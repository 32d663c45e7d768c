//! Instruction-level machinery: opcode tables, the editable instruction
//! model, and the decoder/encoder pair.
//!
//! # Key Components
//!
//! - [`crate::assembly::opcodes`] - CIL opcode constants and dispatch tables
//! - [`crate::assembly::Instruction`] - editable instruction with labels and
//!   exception-region markers
//! - [`crate::assembly::decoder`] - bytes to the label-lifted stream
//! - [`crate::assembly::encoder`] - the stream back to bytes and clauses

pub mod decoder;
pub mod encoder;
mod instruction;
pub mod opcodes;

pub use instruction::{
    ArgAccess, Argument, ExceptionBlock, ExceptionBlockType, FlowType, Immediate, InstrId,
    Instruction, Label, LabelGen, Operand, OperandType,
};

# EXERCISE
Check all the records above and select each line where the string "assembly" is found.

# WRITTEN RESPONSE
//! - [`crate::assembly::opcodes`] - CIL opcode constants and dispatch tables
//! - [`crate::assembly::Instruction`] - editable instruction with labels and
//! - [`crate::assembly::decoder`] - bytes to the label-lifted stream
//! - [`crate::assembly::encoder`] - the stream back to bytes and clauses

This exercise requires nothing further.